The example presented in (chapter 3 Table 3) of the t-Test of differences in glucose average combined with exercise for the women that are not diabetic in the HERS data set. These examples are to revisit some t-test R estimations and t-test function in R. And to remember that a **boxplot** gives a good amount of information about a numerical variable:
**Centering** described by the median.
**Dispersion**, measured by the high of the box (*interquartil* distance)
**Observation range** The presence of extreme values (*outliers*)
And some information of the distribution “linked to skewness”.

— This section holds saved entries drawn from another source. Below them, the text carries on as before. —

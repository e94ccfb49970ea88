mod error;
mod health;
mod ingest_and_query;
mod openapi;

pub use error::ApiError;
pub use ingest_and_query::IngestAndQueryRequest;

use axum::routing::{get, post};
use axum::Router;
use tower_http::trace::TraceLayer;

use crate::state::AppState;

/// Routes exposed to the chat host as an OpenAPI tool server.
pub fn router(state: AppState) -> Router {
    Router::new()
        .route(
            "/ingest_and_query",
            post(ingest_and_query::ingest_and_query),
        )
        .route("/health", get(health::health))
        .route("/openapi.json", get(openapi::openapi))
        .layer(TraceLayer::new_for_http())
        .with_state(state)
}
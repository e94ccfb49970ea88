use axum::extract::State;
use axum::Json;
use serde::Serialize;

use crate::state::AppState;

#[derive(Debug, Serialize)]
pub struct HealthResponse {
    pub status: &'static str,
    pub version: &'static str,
    pub assistant_api_url: String,
}

pub async fn health(State(state): State<AppState>) -> Json<HealthResponse> {
    Json(HealthResponse {
        status: "ok",
        version: env!("CARGO_PKG_VERSION"),
        assistant_api_url: state.orchestrator.config().assistant_api_url.clone(),
    })
}
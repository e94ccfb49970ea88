use axum::extract::rejection::JsonRejection;
use axum::extract::State;
use axum::http::HeaderMap;
use axum::Json;
use serde::Deserialize;
use tracing::info;

use super::ApiError;
use crate::auth::HostContext;
use crate::state::AppState;
use crate::workflow::types::{AggregateResult, AttachedFile};

#[derive(Debug, Default, Deserialize)]
pub struct IngestAndQueryRequest {
    /// Optional question; blank falls back to the summary prompt.
    #[serde(default)]
    pub question: Option<String>,
    #[serde(default)]
    pub files: Vec<AttachedFile>,
}

/// Upload all attached files to the assistant and run one RAG query per
/// indexed document. Credentials on the inbound request are forwarded to the
/// chat host when downloading attachments.
pub async fn ingest_and_query(
    State(state): State<AppState>,
    headers: HeaderMap,
    body: Result<Json<IngestAndQueryRequest>, JsonRejection>,
) -> Result<Json<AggregateResult>, ApiError> {
    let Json(req) = body?;
    let context = HostContext::from_headers(&headers);

    info!(
        file_count = req.files.len(),
        has_question = req.question.as_deref().is_some_and(|q| !q.trim().is_empty()),
        "Tool call received"
    );

    let result = state
        .orchestrator
        .run(req.question.as_deref(), &req.files, Some(&context))
        .await?;

    Ok(Json(result))
}
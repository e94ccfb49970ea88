#![allow(dead_code)]

use std::collections::HashMap;
use std::sync::{Arc, Mutex};
use std::time::Duration;

use axum::extract::{Multipart, Path, State};
use axum::http::{header, HeaderMap, StatusCode};
use axum::response::{IntoResponse, Response};
use axum::routing::{get, post};
use axum::{Json, Router};
use serde_json::{json, Value};

use assistant_bridge::state::BridgeConfig;

#[derive(Debug, Clone)]
pub struct UploadRecord {
    pub filename: String,
    pub content_type: String,
    pub bytes: Vec<u8>,
}

/// Everything the fake chat host and assistant saw.
#[derive(Debug, Default)]
pub struct Recorded {
    pub downloads: Vec<String>,
    pub download_auth: Vec<Option<String>>,
    pub download_cookies: Vec<Option<String>>,
    pub uploads: Vec<UploadRecord>,
    pub status_checks: HashMap<String, usize>,
    pub rag_bodies: Vec<Value>,
}

impl Recorded {
    pub fn status_check_count(&self, document_id: &str) -> usize {
        self.status_checks.get(document_id).copied().unwrap_or(0)
    }

    pub fn total_calls(&self) -> usize {
        self.downloads.len()
            + self.uploads.len()
            + self.status_checks.values().sum::<usize>()
            + self.rag_bodies.len()
    }
}

type Shared = Arc<Mutex<Recorded>>;

/// In-process stand-in for both upstreams. Behavior is keyed on names:
///
/// host file ids: `missing*` -> 404, anything else -> 200 with text content.
/// upload filenames: `reject*` -> 500, `noid*` -> 201 without id, else 201.
/// document ids (`doc-{filename}`): `broken` -> failed with error,
/// `silent` -> failed without error, `slow` -> always processing,
/// `gone` -> 404 on status, otherwise processing once then ready.
/// rag questions: `explode` -> 502, `nothing` -> answer with `"sources": null`.
pub struct FakeUpstream {
    pub base_url: String,
    pub recorded: Shared,
}

impl FakeUpstream {
    pub async fn spawn() -> Self {
        let recorded: Shared = Arc::new(Mutex::new(Recorded::default()));

        let app = Router::new()
            .route("/api/v1/files/:id/content", get(download))
            .route("/v1/documents", post(upload))
            .route("/v1/documents/:id", get(document_status))
            .route("/v1/rag/query", post(rag_query))
            .with_state(recorded.clone());

        let listener = tokio::net::TcpListener::bind("127.0.0.1:0").await.unwrap();
        let addr = listener.local_addr().unwrap();
        tokio::spawn(async move {
            axum::serve(listener, app).await.unwrap();
        });

        Self {
            base_url: format!("http://{}", addr),
            recorded,
        }
    }

    pub fn config(&self) -> BridgeConfig {
        BridgeConfig {
            assistant_api_url: self.base_url.clone(),
            host_base_url: self.base_url.clone(),
            ingest_timeout: Duration::from_millis(400),
            poll_interval: Duration::from_millis(10),
            default_question: "Сделай краткое summary документа".to_string(),
            ..BridgeConfig::default()
        }
    }

    pub fn recorded(&self) -> std::sync::MutexGuard<'_, Recorded> {
        self.recorded.lock().unwrap()
    }
}

async fn download(
    State(recorded): State<Shared>,
    Path(id): Path<String>,
    headers: HeaderMap,
) -> Response {
    {
        let mut rec = recorded.lock().unwrap();
        rec.downloads.push(id.clone());
        rec.download_auth.push(
            headers
                .get(header::AUTHORIZATION)
                .and_then(|v| v.to_str().ok())
                .map(str::to_string),
        );
        rec.download_cookies.push(
            headers
                .get(header::COOKIE)
                .and_then(|v| v.to_str().ok())
                .map(str::to_string),
        );
    }

    if id.starts_with("missing") {
        return (StatusCode::NOT_FOUND, r#"{"detail":"File not found"}"#).into_response();
    }

    (
        [(header::CONTENT_TYPE, "text/plain; charset=utf-8")],
        format!("content of {}", id),
    )
        .into_response()
}

async fn upload(State(recorded): State<Shared>, mut multipart: Multipart) -> Response {
    let mut record = None;
    while let Some(field) = multipart.next_field().await.unwrap() {
        if field.name() != Some("file") {
            continue;
        }
        let filename = field.file_name().unwrap_or_default().to_string();
        let content_type = field.content_type().unwrap_or_default().to_string();
        let bytes = field.bytes().await.unwrap().to_vec();
        record = Some(UploadRecord {
            filename,
            content_type,
            bytes,
        });
    }

    let Some(record) = record else {
        return (StatusCode::BAD_REQUEST, "missing file field").into_response();
    };
    let filename = record.filename.clone();
    recorded.lock().unwrap().uploads.push(record);

    if filename.starts_with("reject") {
        return (StatusCode::INTERNAL_SERVER_ERROR, "storage unavailable").into_response();
    }
    if filename.starts_with("noid") {
        return (StatusCode::CREATED, Json(json!({ "status": "uploaded" }))).into_response();
    }

    (
        StatusCode::CREATED,
        Json(json!({
            "id": format!("doc-{}", filename),
            "filename": filename,
            "status": "uploaded"
        })),
    )
        .into_response()
}

async fn document_status(State(recorded): State<Shared>, Path(id): Path<String>) -> Response {
    let checks = {
        let mut rec = recorded.lock().unwrap();
        let count = rec.status_checks.entry(id.clone()).or_insert(0);
        *count += 1;
        *count
    };

    if id.contains("gone") {
        return (StatusCode::NOT_FOUND, "document not found").into_response();
    }
    if id.contains("broken") {
        return Json(json!({ "id": id, "status": "failed", "error": "unsupported format" }))
            .into_response();
    }
    if id.contains("silent") {
        return Json(json!({ "id": id, "status": "failed" })).into_response();
    }
    if id.contains("slow") || checks < 2 {
        return Json(json!({ "id": id, "status": "processing" })).into_response();
    }

    Json(json!({ "id": id, "status": "ready" })).into_response()
}

async fn rag_query(State(recorded): State<Shared>, Json(body): Json<Value>) -> Response {
    recorded.lock().unwrap().rag_bodies.push(body.clone());

    let question = body["question"].as_str().unwrap_or_default().to_string();
    if question.contains("explode") {
        return (StatusCode::BAD_GATEWAY, "llm unavailable").into_response();
    }
    if question.contains("nothing") {
        return Json(json!({
            "text": "No relevant context found.",
            "sources": null,
            "retrieval": { "mode": "hybrid", "rerank_applied": false }
        }))
        .into_response();
    }

    Json(json!({
        "text": format!("answer: {}", question),
        "sources": [
            {
                "document_id": "doc-a",
                "filename": "a.txt",
                "category": "finance",
                "chunk_index": 0,
                "text": "Выручка выросла на 12%",
                "score": 0.91
            },
            {
                "document_id": "doc-a",
                "filename": "a.txt",
                "chunk_index": 3,
                "text": "Прибыль стабильна",
                "score": 0.74
            }
        ],
        "retrieval": { "mode": "hybrid", "rerank_applied": false }
    }))
    .into_response()
}
use std::fmt;

use serde::{Deserialize, Serialize, Serializer};

use super::error::{ErrorKind, FileError};
use crate::assistant::RagSource;

/// An attachment as handed over by the chat host.
#[derive(Debug, Clone, Default, Serialize, Deserialize)]
pub struct AttachedFile {
    #[serde(default)]
    pub id: Option<String>,
    #[serde(default)]
    pub name: Option<String>,
    /// May embed the id as its last path segment, e.g. `/api/v1/files/{id}`.
    #[serde(default)]
    pub url: Option<String>,
}

impl AttachedFile {
    pub fn display_name(&self) -> &str {
        self.name
            .as_deref()
            .filter(|n| !n.is_empty())
            .unwrap_or("unknown")
    }

    /// `id` if set, otherwise `url`; keeps only the trailing path segment.
    pub fn resolve_id(&self) -> Option<String> {
        let raw = self
            .id
            .as_deref()
            .filter(|v| !v.is_empty())
            .or(self.url.as_deref())?
            .trim();

        let id = raw.rsplit('/').next().unwrap_or(raw);
        (!id.is_empty()).then(|| id.to_string())
    }
}

#[derive(Debug, Clone, Copy, PartialEq, Eq, Serialize)]
#[serde(rename_all = "snake_case")]
pub enum UploadStatus {
    NotStarted,
    Uploaded,
}

#[derive(Debug, Clone, Copy, PartialEq, Eq, Serialize)]
#[serde(rename_all = "snake_case")]
pub enum RagStatus {
    NotStarted,
    Ok,
}

/// Indexing progress as last reported by the assistant.
#[derive(Debug, Clone, PartialEq, Eq)]
pub enum IndexStatus {
    NotStarted,
    Ready,
    Failed,
    Unknown,
    /// Any non-terminal value the backend reports, e.g. `processing`.
    Pending(String),
}

impl IndexStatus {
    pub fn as_str(&self) -> &str {
        match self {
            IndexStatus::NotStarted => "not_started",
            IndexStatus::Ready => "ready",
            IndexStatus::Failed => "failed",
            IndexStatus::Unknown => "unknown",
            IndexStatus::Pending(s) => s.as_str(),
        }
    }
}

impl From<&str> for IndexStatus {
    fn from(value: &str) -> Self {
        match value {
            "" => IndexStatus::Unknown,
            "ready" => IndexStatus::Ready,
            "failed" => IndexStatus::Failed,
            "unknown" => IndexStatus::Unknown,
            "not_started" => IndexStatus::NotStarted,
            other => IndexStatus::Pending(other.to_string()),
        }
    }
}

impl fmt::Display for IndexStatus {
    fn fmt(&self, f: &mut fmt::Formatter<'_>) -> fmt::Result {
        f.write_str(self.as_str())
    }
}

impl Serialize for IndexStatus {
    fn serialize<S: Serializer>(&self, serializer: S) -> Result<S::Ok, S::Error> {
        serializer.serialize_str(self.as_str())
    }
}

#[derive(Debug, Clone, PartialEq, Serialize)]
pub struct RagDebug {
    pub question: String,
    pub source_count: usize,
}

/// Outcome of one attachment. Each status field only moves forward.
#[derive(Debug, Clone, Serialize)]
pub struct FileResult {
    pub file_name: String,
    /// Empty when no id could be resolved.
    pub file_id: String,
    pub upload_status: UploadStatus,
    pub index_status: IndexStatus,
    pub rag_status: RagStatus,
    #[serde(skip_serializing_if = "Option::is_none")]
    pub document_id: Option<String>,
    #[serde(skip_serializing_if = "Option::is_none")]
    pub error: Option<String>,
    #[serde(skip_serializing_if = "Option::is_none")]
    pub error_kind: Option<ErrorKind>,
    #[serde(skip_serializing_if = "Option::is_none")]
    pub answer: Option<String>,
    #[serde(skip_serializing_if = "Option::is_none")]
    pub sources: Option<Vec<RagSource>>,
    #[serde(skip_serializing_if = "Option::is_none")]
    pub debug: Option<RagDebug>,
}

impl FileResult {
    pub fn new(file: &AttachedFile) -> Self {
        Self {
            file_name: file.display_name().to_string(),
            file_id: file.resolve_id().unwrap_or_default(),
            upload_status: UploadStatus::NotStarted,
            index_status: IndexStatus::NotStarted,
            rag_status: RagStatus::NotStarted,
            document_id: None,
            error: None,
            error_kind: None,
            answer: None,
            sources: None,
            debug: None,
        }
    }

    pub fn record_error(&mut self, err: &FileError) {
        self.error = Some(err.to_string());
        self.error_kind = Some(err.kind());
    }

    pub fn is_answered(&self) -> bool {
        self.rag_status == RagStatus::Ok
    }
}

/// Everything one tool call produced: the shared question and one result per
/// attachment, in input order.
#[derive(Debug, Clone, Serialize)]
pub struct AggregateResult {
    pub question: String,
    pub results: Vec<FileResult>,
}
use axum::extract::rejection::JsonRejection;
use axum::http::StatusCode;
use axum::response::{IntoResponse, Response};
use axum::Json;
use serde_json::json;
use thiserror::Error;

use crate::workflow::error::RunError;

#[derive(Debug, Error)]
pub enum ApiError {
    #[error(transparent)]
    Run(#[from] RunError),

    #[error("Invalid request body: {}", .0.body_text())]
    Body(#[from] JsonRejection),
}

impl IntoResponse for ApiError {
    fn into_response(self) -> Response {
        let status = match &self {
            ApiError::Run(RunError::NoFiles) => StatusCode::BAD_REQUEST,
            ApiError::Body(rejection) => rejection.status(),
        };

        (status, Json(json!({ "error": self.to_string() }))).into_response()
    }
}
use std::sync::Arc;

use anyhow::Context;
use tracing::{error, info};
use tracing_subscriber::EnvFilter;

use assistant_bridge::state::{AppState, BridgeConfig};
use assistant_bridge::tools;
use assistant_bridge::workflow::Orchestrator;

#[tokio::main]
async fn main() -> anyhow::Result<()> {
    // Load env
    let _ = dotenv::dotenv();

    tracing_subscriber::fmt()
        .with_env_filter(
            EnvFilter::try_from_default_env().unwrap_or_else(|_| EnvFilter::new("info")),
        )
        .init();

    let config = BridgeConfig::from_env();
    info!(
        assistant = %config.assistant_api_url,
        host = %config.host_base_url,
        ingest_timeout_secs = config.ingest_timeout.as_secs_f64(),
        poll_interval_secs = config.poll_interval.as_secs_f64(),
        "Configuration loaded"
    );

    let bind_addr = config.bind_addr;
    let orchestrator = Arc::new(Orchestrator::new(config)?);
    let app = tools::router(AppState { orchestrator });

    let listener = tokio::net::TcpListener::bind(bind_addr)
        .await
        .with_context(|| format!("Failed to bind {}", bind_addr))?;
    info!("Tool server listening on http://{}", bind_addr);

    axum::serve(listener, app)
        .with_graceful_shutdown(shutdown_signal())
        .await
        .context("Tool server failed")?;

    info!("Tool server stopped");
    Ok(())
}

async fn shutdown_signal() {
    if let Err(e) = tokio::signal::ctrl_c().await {
        error!("Failed to listen for shutdown signal: {}", e);
        std::future::pending::<()>().await;
    }
    info!("Shutdown signal received");
}
use axum::http::header::{AUTHORIZATION, COOKIE};
use axum::http::HeaderMap;

const TOKEN_COOKIE: &str = "token";

/// Credentials forwarded to the chat host when fetching attachment content.
#[derive(Debug, Clone, Default, PartialEq, Eq)]
pub struct Credentials {
    pub authorization: Option<String>,
    pub token_cookie: Option<String>,
}

impl Credentials {
    /// Derive credentials from an inbound request. The Authorization header
    /// wins; the `token` cookie is only kept when no Authorization is present.
    pub fn from_headers(headers: &HeaderMap) -> Self {
        let authorization = headers
            .get(AUTHORIZATION)
            .and_then(|v| v.to_str().ok())
            .map(str::trim)
            .filter(|v| !v.is_empty())
            .map(str::to_string);

        if authorization.is_some() {
            return Self {
                authorization,
                token_cookie: None,
            };
        }

        let token_cookie = headers
            .get_all(COOKIE)
            .iter()
            .filter_map(|v| v.to_str().ok())
            .flat_map(|raw| raw.split(';'))
            .filter_map(|pair| {
                let (name, value) = pair.split_once('=')?;
                (name.trim() == TOKEN_COOKIE).then(|| value.trim().to_string())
            })
            .find(|v| !v.is_empty());

        Self {
            authorization: None,
            token_cookie,
        }
    }

    pub fn is_empty(&self) -> bool {
        self.authorization.is_none() && self.token_cookie.is_none()
    }

    /// Attach the credentials to an outgoing request.
    pub fn apply(&self, req: reqwest::RequestBuilder) -> reqwest::RequestBuilder {
        if let Some(authorization) = &self.authorization {
            req.header(reqwest::header::AUTHORIZATION, authorization)
        } else if let Some(token) = &self.token_cookie {
            req.header(reqwest::header::COOKIE, format!("{}={}", TOKEN_COOKIE, token))
        } else {
            req
        }
    }
}

/// What the orchestrator needs to know about the inbound chat-host request.
#[derive(Debug, Clone, Default)]
pub struct HostContext {
    /// Host base URL; `None` falls back to `OPENWEBUI_BASE_URL`.
    pub base_url: Option<String>,
    pub credentials: Credentials,
}

impl HostContext {
    pub fn from_headers(headers: &HeaderMap) -> Self {
        Self {
            base_url: None,
            credentials: Credentials::from_headers(headers),
        }
    }

    pub fn with_base_url(mut self, base_url: impl Into<String>) -> Self {
        self.base_url = Some(base_url.into());
        self
    }
}
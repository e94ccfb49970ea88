pub mod error;
pub mod types;

use anyhow::Result;
use tokio::time::Instant;
use tracing::{debug, info, warn};

use crate::assistant::{AssistantClient, DocumentStatus};
use crate::auth::{Credentials, HostContext};
use crate::host::HostClient;
use crate::state::BridgeConfig;

use error::{FileError, RunError};
use types::{
    AggregateResult, AttachedFile, FileResult, IndexStatus, RagDebug, RagStatus, UploadStatus,
};

const GENERIC_PROCESSING_ERROR: &str = "Document processing failed";

/// Per-call inputs shared by every attachment in one run.
struct Batch<'a> {
    question: &'a str,
    host_base_url: &'a str,
    credentials: &'a Credentials,
}

/// Drives attachments through download, upload, indexing and RAG, one at a time.
pub struct Orchestrator {
    host: HostClient,
    assistant: AssistantClient,
    config: BridgeConfig,
}

impl Orchestrator {
    pub fn new(config: BridgeConfig) -> Result<Self> {
        Ok(Self {
            host: HostClient::from_config(&config)?,
            assistant: AssistantClient::from_config(&config)?,
            config,
        })
    }

    pub fn config(&self) -> &BridgeConfig {
        &self.config
    }

    /// Blank questions fall back to the configured default.
    pub fn resolve_question(&self, question: Option<&str>) -> String {
        question
            .map(str::trim)
            .filter(|q| !q.is_empty())
            .map(str::to_string)
            .unwrap_or_else(|| self.config.default_question.clone())
    }

    /// Process every attachment and collect one result per file, in order.
    /// A failing file never stops the batch.
    pub async fn run(
        &self,
        question: Option<&str>,
        files: &[AttachedFile],
        context: Option<&HostContext>,
    ) -> Result<AggregateResult, RunError> {
        if files.is_empty() {
            return Err(RunError::NoFiles);
        }

        let question = self.resolve_question(question);
        let host_base_url = context
            .and_then(|c| c.base_url.as_deref())
            .unwrap_or(self.config.host_base_url.as_str())
            .trim_end_matches('/');
        let no_credentials = Credentials::default();
        let credentials = context.map(|c| &c.credentials).unwrap_or(&no_credentials);

        info!(
            file_count = files.len(),
            host = host_base_url,
            forwarded_auth = !credentials.is_empty(),
            "Ingest and query started"
        );

        let batch = Batch {
            question: &question,
            host_base_url,
            credentials,
        };

        let mut results = Vec::with_capacity(files.len());
        for file in files {
            let mut result = FileResult::new(file);
            if let Err(err) = self.process_file(&batch, &mut result).await {
                warn!(
                    file_id = %result.file_id,
                    file_name = %result.file_name,
                    kind = ?err.kind(),
                    error = %err,
                    "File processing failed"
                );
                result.record_error(&err);
            }
            results.push(result);
        }

        info!(
            file_count = results.len(),
            answered = results.iter().filter(|r| r.is_answered()).count(),
            "Ingest and query complete"
        );

        Ok(AggregateResult { question, results })
    }

    async fn process_file(
        &self,
        batch: &Batch<'_>,
        result: &mut FileResult,
    ) -> Result<(), FileError> {
        if result.file_id.is_empty() {
            return Err(FileError::Resolution);
        }

        let file = self
            .host
            .download(batch.host_base_url, &result.file_id, batch.credentials)
            .await?;

        let uploaded = self
            .assistant
            .upload_document(&result.file_name, file.bytes, &file.content_type)
            .await?;
        result.upload_status = UploadStatus::Uploaded;

        let document_id = uploaded
            .id
            .filter(|id| !id.is_empty())
            .ok_or_else(|| {
                FileError::Unexpected("Assistant upload response has no document id".to_string())
            })?;
        result.document_id = Some(document_id.clone());
        info!(file_id = %result.file_id, document_id = %document_id, "Document uploaded");

        let document = self.wait_for_terminal_status(&document_id, result).await?;
        if document.status.as_deref() != Some("ready") {
            let status = document
                .status
                .as_deref()
                .map(IndexStatus::from)
                .unwrap_or(IndexStatus::Unknown);
            result.index_status = status.clone();
            return Err(FileError::TerminalState {
                status: status.to_string(),
                message: document
                    .error
                    .filter(|e| !e.is_empty())
                    .unwrap_or_else(|| GENERIC_PROCESSING_ERROR.to_string()),
            });
        }
        result.index_status = IndexStatus::Ready;

        // One query per ready document, even though the question is shared.
        let answer = self.assistant.query_rag(batch.question).await?;
        result.rag_status = RagStatus::Ok;
        result.debug = Some(RagDebug {
            question: batch.question.to_string(),
            source_count: answer.sources.len(),
        });
        info!(
            document_id = %document_id,
            source_count = answer.sources.len(),
            "RAG answer received"
        );
        result.answer = Some(answer.text);
        result.sources = Some(answer.sources);

        Ok(())
    }

    /// Poll until `ready`/`failed` or until the ingest deadline passes.
    /// A timeout too large to represent as an instant means no deadline.
    /// Status check failures are not retried.
    async fn wait_for_terminal_status(
        &self,
        document_id: &str,
        result: &mut FileResult,
    ) -> Result<DocumentStatus, FileError> {
        let started = Instant::now();
        let deadline = started.checked_add(self.config.ingest_timeout);

        while deadline.map_or(true, |d| Instant::now() < d) {
            let document = self.assistant.document_status(document_id).await?;
            if document.is_terminal() {
                return Ok(document);
            }

            if let Some(status) = document.status.as_deref().filter(|s| !s.is_empty()) {
                result.index_status = IndexStatus::from(status);
            }
            debug!(document_id, status = %result.index_status, "Document not ready yet");

            tokio::time::sleep(self.config.poll_interval).await;
        }

        Err(FileError::Timeout {
            document_id: document_id.to_string(),
            waited: started.elapsed(),
        })
    }
}

#[cfg(test)]
mod tests {
    use super::*;

    fn orchestrator() -> Orchestrator {
        let config = BridgeConfig {
            default_question: "Summarize".to_string(),
            ..BridgeConfig::default()
        };
        Orchestrator::new(config).unwrap()
    }

    #[test]
    fn test_resolve_question() {
        let orch = orchestrator();
        assert_eq!(orch.resolve_question(None), "Summarize");
        assert_eq!(orch.resolve_question(Some("  \t\n")), "Summarize");
        assert_eq!(orch.resolve_question(Some("  Who signed? ")), "Who signed?");
    }

    #[tokio::test]
    async fn test_empty_file_list_is_rejected() {
        let orch = orchestrator();
        let err = orch.run(Some("q"), &[], None).await.unwrap_err();
        assert!(matches!(err, RunError::NoFiles));
        assert_eq!(err.to_string(), "No attached files were found");
    }

    #[tokio::test]
    async fn test_unresolvable_file_makes_no_calls() {
        // Unreachable upstreams: any network attempt would turn into a transport error.
        let config = BridgeConfig {
            assistant_api_url: "http://127.0.0.1:9".to_string(),
            host_base_url: "http://127.0.0.1:9".to_string(),
            ..BridgeConfig::default()
        };
        let orch = Orchestrator::new(config).unwrap();
        let files = vec![AttachedFile {
            name: Some("orphan.txt".to_string()),
            ..AttachedFile::default()
        }];

        let out = orch.run(None, &files, None).await.unwrap();
        let result = &out.results[0];
        assert_eq!(result.upload_status, UploadStatus::NotStarted);
        assert_eq!(result.error_kind, Some(error::ErrorKind::Resolution));
        assert_eq!(
            result.error.as_deref(),
            Some("Failed to resolve file id from attachment")
        );
    }
}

If the median (the bold lilne) is located toward the bottom of the box, then the data are *right-skewed* toward larger values. That is, the distance between the median and the 75th percentile is greater than that between the median and the 25th percentile. Likewise, right-skewness will be indicated if the upper whisker is longer than the lower whisker or if there are more outliers in the upper range.
```{r}
# To load the CRAN libraries used
library(multcomp)
library(tidyverse)
library(car)
library(emmeans)
```
```{r, echo= TRUE}
HERS <- read_csv("https://raw.githubusercontent.com/fabarrios/Regression/master/DataRegressBook/Chap3/hersdata.csv", show_col_types = FALSE)
# Loading the HERS database in HERS variable
names(HERS)
summary(HERS)
boxplot(glucose ~ diabetes, data=HERS)
var.test(glucose[HERS$diabetes == "no"] ~ exercise[HERS$diabetes == "no"],
data=HERS,
alternative="two.sided")
# Some graphical description of the glucose state
boxplot(glucose[HERS$diabetes == "no"] ~ exercise[HERS$diabetes == "no"], data=HERS)
t.test(glucose[HERS$diabetes == "no"] ~ exercise[HERS$diabetes == "no"],
data=HERS, alternative="two.sided", mu=0,
paired=FALSE,
var.equal=TRUE)
```
## t-test examles
Examples of t-test from the exercises of the Daniel's book, Chap 7, section 3 number 3. Data can be downloaded from the WEB page of the Daniel's book.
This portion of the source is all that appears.